─── Material for the task ───
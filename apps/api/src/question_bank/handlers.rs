//! Axum route handlers for the Question Bank API.

use axum::{
    extract::{Path, State},
    Json,
};
use serde::Deserialize;
use uuid::Uuid;

use crate::errors::AppError;
use crate::question_bank::builder::{build_question_bank, BankBuildOptions, BankBuildReport};
use crate::question_bank::stats::{question_bank_stats, QuestionBankStats};
use crate::state::AppState;

const MAX_QUESTIONS_PER_SKILL: usize = 50;

#[derive(Debug, Default, Deserialize)]
pub struct BuildBankRequest {
    /// Overrides `BANK_QUESTIONS_PER_SKILL` for this build.
    #[serde(default)]
    pub questions_per_skill: Option<usize>,
}

/// POST /api/v1/roles/:role_id/question-bank
///
/// Runs the whole build before responding. Per-skill failures are reported
/// in the body, not as an error status.
pub async fn handle_build_question_bank(
    State(state): State<AppState>,
    Path(role_id): Path<Uuid>,
    Json(request): Json<BuildBankRequest>,
) -> Result<Json<BankBuildReport>, AppError> {
    let questions_per_skill = request
        .questions_per_skill
        .unwrap_or(state.config.bank_questions_per_skill);
    if !(1..=MAX_QUESTIONS_PER_SKILL).contains(&questions_per_skill) {
        return Err(AppError::Validation(format!(
            "questions_per_skill must be between 1 and {MAX_QUESTIONS_PER_SKILL}"
        )));
    }

    let report = build_question_bank(
        state.store.as_ref(),
        state.generator.as_ref(),
        role_id,
        &BankBuildOptions {
            questions_per_skill,
        },
    )
    .await?;
    Ok(Json(report))
}

/// GET /api/v1/roles/:role_id/question-bank/stats
pub async fn handle_question_bank_stats(
    State(state): State<AppState>,
    Path(role_id): Path<Uuid>,
) -> Result<Json<QuestionBankStats>, AppError> {
    let stats = question_bank_stats(state.store.as_ref(), role_id).await?;
    Ok(Json(stats))
}
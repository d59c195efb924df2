// Shared prompt fragments. Each service that needs LLM calls defines its own
// prompts.rs alongside it; this file holds the cross-cutting pieces.

/// Audience and tone rules appended to every assessment-content prompt.
pub const AUDIENCE_INSTRUCTION: &str = "\
    Questions will be taken by jobseekers, career changers, and upskilling employees. \
    Keep the reading level appropriate for a postsecondary audience (10th-12th grade). \
    Avoid jargon unless it is essential to the skill or occupation. \
    Be inclusive and culturally neutral.";
//! Standardized API response bodies.
//!
//! Success bodies are the post entity itself (or an array of them); these two
//! wrappers cover everything else the API returns.

use serde::{Deserialize, Serialize};

/// Error body - every failure response is `{"error": "..."}`.
#[derive(Debug, Clone, Serialize, Deserialize)]
pub struct ErrorResponse {
    pub error: String,
}

impl ErrorResponse {
    pub fn new(error: impl Into<String>) -> Self {
        Self {
            error: error.into(),
        }
    }

    // Common error constructors
    pub fn not_found() -> Self {
        Self::new("Post not found")
    }

    pub fn unknown() -> Self {
        Self::new("An unknown error occurred")
    }
}

/// Confirmation body for operations with nothing to return.
#[derive(Debug, Clone, Serialize, Deserialize)]
pub struct MessageResponse {
    pub message: String,
}

impl MessageResponse {
    pub fn new(message: impl Into<String>) -> Self {
        Self {
            message: message.into(),
        }
    }
}
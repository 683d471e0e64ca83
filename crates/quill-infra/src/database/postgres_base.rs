use std::marker::PhantomData;

use async_trait::async_trait;
use sea_orm::{
    ActiveModelTrait, DbConn, EntityTrait, IntoActiveModel, PrimaryKeyTrait, TryIntoModel,
};

use quill_core::error::RepoError;
use quill_core::ports::BaseRepository;

/// Generic PostgreSQL repository implementation.
pub struct PostgresBaseRepository<E>
where
    E: EntityTrait,
{
    pub(crate) db: DbConn,
    _entity: PhantomData<E>,
}

impl<E> PostgresBaseRepository<E>
where
    E: EntityTrait,
{
    pub fn new(db: DbConn) -> Self {
        Self {
            db,
            _entity: PhantomData,
        }
    }
}

#[async_trait]
impl<E, T, ID> BaseRepository<T, ID> for PostgresBaseRepository<E>
where
    E: EntityTrait,
    E::Model: IntoActiveModel<E::ActiveModel> + Sync + Send,
    E::ActiveModel: ActiveModelTrait<Entity = E> + TryIntoModel<E::Model> + Send + Sync,
    E::PrimaryKey: PrimaryKeyTrait<ValueType = ID>,
    ID: Send + Sync + Into<sea_orm::Value> + Clone + Copy + 'static,
    T: From<E::Model> + Into<E::ActiveModel> + Send + Sync + 'static,
{
    async fn find_by_id(&self, id: ID) -> Result<Option<T>, RepoError> {
        let result = E::find_by_id(id)
            .one(&self.db)
            .await
            .map_err(|e| RepoError::Query(e.to_string()))?;

        Ok(result.map(Into::into))
    }

    async fn save(&self, entity: T) -> Result<T, RepoError> {
        // SeaORM's save() inserts when the primary key is NotSet and updates
        // otherwise, which is exactly the port's create-or-update contract.
        let active_model: E::ActiveModel = entity.into();
        let result = active_model.save(&self.db).await.map_err(|e| {
            let err_str = e.to_string();
            if err_str.contains("duplicate") || err_str.contains("unique") {
                RepoError::Constraint("Entity already exists".to_string())
            } else {
                RepoError::Query(err_str)
            }
        })?;

        let model = result
            .try_into_model()
            .map_err(|e| RepoError::Query(e.to_string()))?;
        Ok(model.into())
    }

    async fn delete(&self, id: ID) -> Result<(), RepoError> {
        let result = E::delete_by_id(id)
            .exec(&self.db)
            .await
            .map_err(|e| RepoError::Query(e.to_string()))?;

        if result.rows_affected == 0 {
            return Err(RepoError::NotFound);
        }

        Ok(())
    }
}
pub use sea_orm_migration::prelude::*;

mod m20250101_000001_create_posts_table;

pub struct Migrator;

#[async_trait::async_trait]
impl MigratorTrait for Migrator {
    fn migrations() -> Vec<Box<dyn MigrationTrait>> {
        vec![Box::new(m20250101_000001_create_posts_table::Migration)]
    }
}
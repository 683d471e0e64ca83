//! In-memory post repository - used as fallback when the database is not
//! configured, and as the backing store for handler tests.

use std::collections::BTreeMap;

use async_trait::async_trait;
use tokio::sync::RwLock;

use quill_core::domain::{Post, PostFilter};
use quill_core::error::RepoError;
use quill_core::ports::{BaseRepository, PostRepository};

struct Inner {
    posts: BTreeMap<i32, Post>,
    next_id: i32,
}

/// In-memory post store keyed by id, with an async RwLock.
///
/// Iteration order follows the BTreeMap, so listings are stable for the
/// lifetime of the process. Data is lost on restart.
pub struct InMemoryPostRepository {
    inner: RwLock<Inner>,
}

impl InMemoryPostRepository {
    pub fn new() -> Self {
        Self {
            inner: RwLock::new(Inner {
                posts: BTreeMap::new(),
                next_id: 1,
            }),
        }
    }

    fn matches(post: &Post, filter: &PostFilter) -> bool {
        match filter {
            PostFilter::Category(category) => post.category == *category,
            PostFilter::Tag(tag) => post.tags.iter().any(|t| t == tag),
            PostFilter::CreatedAt(value) => post.created_at.to_rfc3339() == *value,
            PostFilter::TitleContains(needle) => {
                post.title.to_lowercase().contains(&needle.to_lowercase())
            }
            PostFilter::IdRange { start, end } => (*start..=*end).contains(&post.id),
        }
    }
}

impl Default for InMemoryPostRepository {
    fn default() -> Self {
        Self::new()
    }
}

#[async_trait]
impl BaseRepository<Post, i32> for InMemoryPostRepository {
    async fn find_by_id(&self, id: i32) -> Result<Option<Post>, RepoError> {
        let inner = self.inner.read().await;
        Ok(inner.posts.get(&id).cloned())
    }

    async fn save(&self, mut entity: Post) -> Result<Post, RepoError> {
        let mut inner = self.inner.write().await;

        if entity.id == 0 {
            entity.id = inner.next_id;
            inner.next_id += 1;
        }
        inner.posts.insert(entity.id, entity.clone());

        Ok(entity)
    }

    async fn delete(&self, id: i32) -> Result<(), RepoError> {
        let mut inner = self.inner.write().await;
        inner.posts.remove(&id).map(|_| ()).ok_or(RepoError::NotFound)
    }
}

#[async_trait]
impl PostRepository for InMemoryPostRepository {
    async fn find_all(&self) -> Result<Vec<Post>, RepoError> {
        let inner = self.inner.read().await;
        Ok(inner.posts.values().cloned().collect())
    }

    async fn find_matching(&self, filter: &PostFilter) -> Result<Vec<Post>, RepoError> {
        let inner = self.inner.read().await;
        Ok(inner
            .posts
            .values()
            .filter(|p| Self::matches(p, filter))
            .cloned()
            .collect())
    }
}
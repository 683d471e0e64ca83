//! Post entity for SeaORM.

use sea_orm::ActiveValue::NotSet;
use sea_orm::Set;
use sea_orm::entity::prelude::*;

#[derive(Clone, Debug, PartialEq, Eq, DeriveEntityModel)]
#[sea_orm(table_name = "posts")]
pub struct Model {
    #[sea_orm(primary_key)]
    pub id: i32,
    pub title: String,
    #[sea_orm(column_type = "Text")]
    pub content: String,
    pub category: String,
    #[sea_orm(column_type = "JsonBinary")]
    pub tags: Json,
    pub created_at: DateTimeWithTimeZone,
    pub updated_at: DateTimeWithTimeZone,
}

#[derive(Copy, Clone, Debug, EnumIter, DeriveRelation)]
pub enum Relation {}

impl ActiveModelBehavior for ActiveModel {}

/// Conversion from SeaORM Model to Domain Post.
impl From<Model> for quill_core::domain::Post {
    fn from(model: Model) -> Self {
        Self {
            id: model.id,
            title: model.title,
            content: model.content,
            category: model.category,
            tags: serde_json::from_value(model.tags).unwrap_or_default(),
            created_at: model.created_at.into(),
            updated_at: model.updated_at.into(),
        }
    }
}

/// Conversion from Domain Post to SeaORM ActiveModel.
///
/// An id of 0 means the post has never been saved; leaving the primary key
/// unset makes `save` insert and lets Postgres assign the id.
impl From<quill_core::domain::Post> for ActiveModel {
    fn from(post: quill_core::domain::Post) -> Self {
        Self {
            id: if post.id == 0 { NotSet } else { Set(post.id) },
            title: Set(post.title),
            content: Set(post.content),
            category: Set(post.category),
            tags: Set(serde_json::to_value(&post.tags).unwrap_or_default()),
            created_at: Set(post.created_at.into()),
            updated_at: Set(post.updated_at.into()),
        }
    }
}
use async_trait::async_trait;

use crate::domain::{Post, PostFilter};
use crate::error::RepoError;

/// Generic repository trait defining standard CRUD operations.
#[async_trait]
pub trait BaseRepository<T, ID>: Send + Sync {
    /// Find an entity by its unique ID.
    async fn find_by_id(&self, id: ID) -> Result<Option<T>, RepoError>;

    /// Save an entity (create or update). An entity whose ID is still the
    /// store-assigned default is inserted; anything else is updated.
    async fn save(&self, entity: T) -> Result<T, RepoError>;

    /// Delete an entity by its ID. Fails with [`RepoError::NotFound`] if no
    /// row matched.
    async fn delete(&self, id: ID) -> Result<(), RepoError>;
}

/// Post repository with domain-specific queries.
#[async_trait]
pub trait PostRepository: BaseRepository<Post, i32> {
    /// All posts, in store-native order.
    async fn find_all(&self) -> Result<Vec<Post>, RepoError>;

    /// All posts matching a filter predicate.
    async fn find_matching(&self, filter: &PostFilter) -> Result<Vec<Post>, RepoError>;
}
───
__Your goal__.
Counting lines with the word "derive" in the listing, state the resulting number and nothing else.

__Written answer__.
5